To provide a means for calculating doses resulting from radionuclide-contaminated wounds, the National Council on Radiation Protection and Measurements, in collaboration with the ICRP, has developed a biokinetic and dosimetric model for exposure to radionuclides from contaminated wounds (NCRP, [41]), The model (Fig. 14) was formulated and parameterized largely using experimental animal data due to the lack of adequate human information.  The model can be used to calculate radiation doses to the wound site from deposited radionuclides, and, when coupled with an element-specific systemic biokinetic model, can also be used to calculate committed doses to organs and tissues and committed effective doses as well as to predict urinary and fecal excretion patterns for bioassay interpretation. 

 

The NCRP Wound Model (Fig. 14) was designed to predict the biokinetic behaviour of both soluble and insoluble radioactive materials, regardless of initial physical and chemical state.
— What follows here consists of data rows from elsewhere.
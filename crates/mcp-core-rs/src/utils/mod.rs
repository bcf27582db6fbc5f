pub mod parse_message;

pub use parse_message::{parse_json_rpc_message, parse_json_rpc_value};
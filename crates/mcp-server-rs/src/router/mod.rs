pub mod capabilities;
pub mod service;
pub mod traits;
To do so, five compartments were designated to describe certain physical or chemical states of the radionuclide within the wound site.  These comprise Soluble (S); Colloidal and Intermediate State (CIS), Particles; Aggregates and Bound State (PABS); Trapped Particles and Aggregates (TPA); and Fragments. In some cases, the compartments contain the radionuclide in its original physico-chemical form.  In others, the originally deposited material changes state and moves from one compartment to another with time.  Although using five compartments to represent the wound site appears complex, in most cases the model simplifies to two or three compartments depending on the physical and chemical form of the radionuclide specified.  This two- or three-compartment representation was shown to be widely consistent with the experimental data describing wound site retention (NCRP, [41]). 

 

Four categories of retention were defined for radionuclides present in a wound initially in soluble form: Weak, Moderate, Strong and Avid, which refer generally to the magnitude of persistent retention in the wound.  The criteria for categorization were: 1) the amount retained 1 d after deposition and 2) the rate of clearance of the remainder. In addition three other categories of deposit cover particles, colloids and fragments.

 

Release of radionuclide from the wound site occurs via the blood for soluble materials and lymph nodes (LN) for particulates.  Further solubilisation of particles in LN also provides for radionuclide to the blood.  The blood comprises the central compartment that links the wound model with the respective radioelement-specific systemic biokinetic model.  Once the radionuclide reaches the blood, it behaves biokinetically as if it had been injected directly into blood, and in a soluble form. This is the same approach as is taken for the HRTM and HATM.

 

The presence of wounds, abrasions, burns or other pathological damage to the skin may greatly increase the ability of radioactive materials to reach subcutaneous tissues and then the blood and systemic circulation. Although much of the material deposited at a wound site may be retained at the site, and can be surgically excised, soluble (transportable) material can be transferred to the blood and hence to other parts of the body. These events occur only as a result of accidents, each event will, therefore, be unique and need to be assessed by occupational health physicists and medical staff.

 

To date, ICRP has not given advice on the interpretation of wound monitoring data following accidents involving radionuclides as each incident will be unique and general advice cannot be given. The biokinetic models that have been developed for various radionuclides are, however, applicable to the soluble component of any deposit in cuts or wounds that enters the blood circulation. The dose coefficients recommended by ICRP can be used in conjunction with the NCRP wound model parameter values to obtain organ and tissue doses and effective dose for radionuclides that have entered the blood from the wound site. 

 

The application of the ICRP wound model for some real wound contamination cases has been discussed in the framework of the CONRAD project [42]. Good fits to the urine data have been obtained for four out of six cases. However, it was not possible to obtain a good fit with default wound retention categories for the two other cases. So further investigations are required. One suggestion to solve the problem was to assume a mixture of two default retention categories, either inside the ‘soluble category’ (weak, moderate, strong and avid) or inside the ‘insoluble category’ (colloid, particles or fragment). Another option would be to vary model parameter values. However, which parameters should be varied and to what extent are questions that still need to be answered.